## STUDY MATERIAL:
○ ○ ○ ○ ○ ○ ○

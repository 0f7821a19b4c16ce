// Hardware virtualization probe (per-platform command inspection)

use std::process::Stdio;

use tokio::process::Command;
use tracing::{debug, info};

use tether_core::{ConnectorError, Result};

use crate::shell::shell_command;

const WINDOWS_MARKER: &str = "Virtualization Enabled In Firmware: Yes";
const MACOS_MARKER: &str = "VMX";
const MACOS_PROBE: &str = "sysctl -a | grep machdep.cpu.features";
const LINUX_PROBE: &str = "cat /proc/cpuinfo | grep -E -c 'svm|vmx'";

/// Detect hardware virtualization support on the local host
///
/// A failing inspection command is not an error: its captured stdout is
/// still used as the signal (`grep -c` prints `0` and exits 1).
///
/// # Errors
/// - ConnectorError::SpawnFailed if the inspection command cannot start
/// - ConnectorError::UnsupportedPlatform on anything but Windows, macOS, Linux
pub async fn check_virt() -> Result<bool> {
    let supported = match std::env::consts::OS {
        "windows" => windows_signal(&inspect(Command::new("systeminfo")).await?),
        "macos" => macos_signal(&inspect(Command::from(shell_command(MACOS_PROBE))).await?),
        "linux" => linux_signal(&inspect(Command::from(shell_command(LINUX_PROBE))).await?),
        other => return Err(ConnectorError::UnsupportedPlatform(other.to_string())),
    };

    info!(os = %std::env::consts::OS, supported = %supported, "Virtualization probed");
    Ok(supported)
}

/// Run an inspection command and keep its stdout whatever the exit status
async fn inspect(mut command: Command) -> Result<String> {
    let output = command
        .stdin(Stdio::null())
        .stderr(Stdio::null())
        .output()
        .await
        .map_err(|e| ConnectorError::SpawnFailed(e.to_string()))?;

    if !output.status.success() {
        debug!(status = %output.status, "Inspection command failed, using its output");
    }

    Ok(String::from_utf8_lossy(&output.stdout).into_owned())
}

fn windows_signal(output: &str) -> bool {
    output.contains(WINDOWS_MARKER)
}

fn macos_signal(output: &str) -> bool {
    output.contains(MACOS_MARKER)
}

/// Non-zero match count; empty output counts as zero, anything unparseable
/// as a match
fn linux_signal(output: &str) -> bool {
    let trimmed = output.trim();
    if trimmed.is_empty() {
        return false;
    }
    trimmed.parse::<u64>().map(|count| count != 0).unwrap_or(true)
}

#[cfg(test)]
mod tests {
    use super::*;

    #[test]
    fn test_linux_count() {
        assert!(linux_signal("8\n"));
        assert!(!linux_signal("0\n"));
        assert!(!linux_signal(""));
        assert!(linux_signal("garbage"));
    }

    #[test]
    fn test_windows_marker() {
        let output = "Hyper-V Requirements: VM Monitor Mode Extensions: Yes\r\n\
                      Virtualization Enabled In Firmware: Yes\r\n";
        assert!(windows_signal(output));
        assert!(!windows_signal("Virtualization Enabled In Firmware: No"));
    }

    #[test]
    fn test_macos_marker() {
        assert!(macos_signal("machdep.cpu.features: FPU VME DE PSE TSC MSR PAE VMX SMX"));
        assert!(!macos_signal("machdep.cpu.features: FPU VME"));
        assert!(!macos_signal(""));
    }

    #[cfg(any(target_os = "linux", target_os = "macos", target_os = "windows"))]
    #[tokio::test]
    async fn test_probe_degrades_instead_of_failing() {
        // whatever the host supports, a missing flag is an answer, not an error
        assert!(check_virt().await.is_ok());
    }
}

○ ○ ○ ○ ○ ○ ○

## DIRECTIONS:
Without leaving anything out, quote all the data.

## TASK OUTPUT:
repository 0f7821a19b4c16ce
// Hardware virtualization probe (per-platform command inspection)

use std::process::Stdio;

use tokio::process::Command;
use tracing::{debug, info};

use tether_core::{ConnectorError, Result};

use crate::shell::shell_command;

const WINDOWS_MARKER: &str = "Virtualization Enabled In Firmware: Yes";
const MACOS_MARKER: &str = "VMX";
const MACOS_PROBE: &str = "sysctl -a | grep machdep.cpu.features";
const LINUX_PROBE: &str = "cat /proc/cpuinfo | grep -E -c 'svm|vmx'";

/// Detect hardware virtualization support on the local host
///
/// A failing inspection command is not an error: its captured stdout is
/// still used as the signal (`grep -c` prints `0` and exits 1).
///
/// # Errors
/// - ConnectorError::SpawnFailed if the inspection command cannot start
/// - ConnectorError::UnsupportedPlatform on anything but Windows, macOS, Linux
pub async fn check_virt() -> Result<bool> {
    let supported = match std::env::consts::OS {
        "windows" => windows_signal(&inspect(Command::new("systeminfo")).await?),
        "macos" => macos_signal(&inspect(Command::from(shell_command(MACOS_PROBE))).await?),
        "linux" => linux_signal(&inspect(Command::from(shell_command(LINUX_PROBE))).await?),
        other => return Err(ConnectorError::UnsupportedPlatform(other.to_string())),
    };

    info!(os = %std::env::consts::OS, supported = %supported, "Virtualization probed");
    Ok(supported)
}

/// Run an inspection command and keep its stdout whatever the exit status
async fn inspect(mut command: Command) -> Result<String> {
    let output = command
        .stdin(Stdio::null())
        .stderr(Stdio::null())
        .output()
        .await
        .map_err(|e| ConnectorError::SpawnFailed(e.to_string()))?;

    if !output.status.success() {
        debug!(status = %output.status, "Inspection command failed, using its output");
    }

    Ok(String::from_utf8_lossy(&output.stdout).into_owned())
}

fn windows_signal(output: &str) -> bool {
    output.contains(WINDOWS_MARKER)
}

fn macos_signal(output: &str) -> bool {
    output.contains(MACOS_MARKER)
}

/// Non-zero match count; empty output counts as zero, anything unparseable
/// as a match
fn linux_signal(output: &str) -> bool {
    let trimmed = output.trim();
    if trimmed.is_empty() {
        return false;
    }
    trimmed.parse::<u64>().map(|count| count != 0).unwrap_or(true)
}

#[cfg(test)]
mod tests {
    use super::*;

    #[test]
    fn test_linux_count() {
        assert!(linux_signal("8\n"));
        assert!(!linux_signal("0\n"));
        assert!(!linux_signal(""));
        assert!(linux_signal("garbage"));
    }

    #[test]
    fn test_windows_marker() {
        let output = "Hyper-V Requirements: VM Monitor Mode Extensions: Yes\r\n\
                      Virtualization Enabled In Firmware: Yes\r\n";
        assert!(windows_signal(output));
        assert!(!windows_signal("Virtualization Enabled In Firmware: No"));
    }

    #[test]
    fn test_macos_marker() {
        assert!(macos_signal("machdep.cpu.features: FPU VME DE PSE TSC MSR PAE VMX SMX"));
        assert!(!macos_signal("machdep.cpu.features: FPU VME"));
        assert!(!macos_signal(""));
    }

    #[cfg(any(target_os = "linux", target_os = "macos", target_os = "windows"))]
    #[tokio::test]
    async fn test_probe_degrades_instead_of_failing() {
        // whatever the host supports, a missing flag is an answer, not an error
        assert!(check_virt().await.is_ok());
    }
}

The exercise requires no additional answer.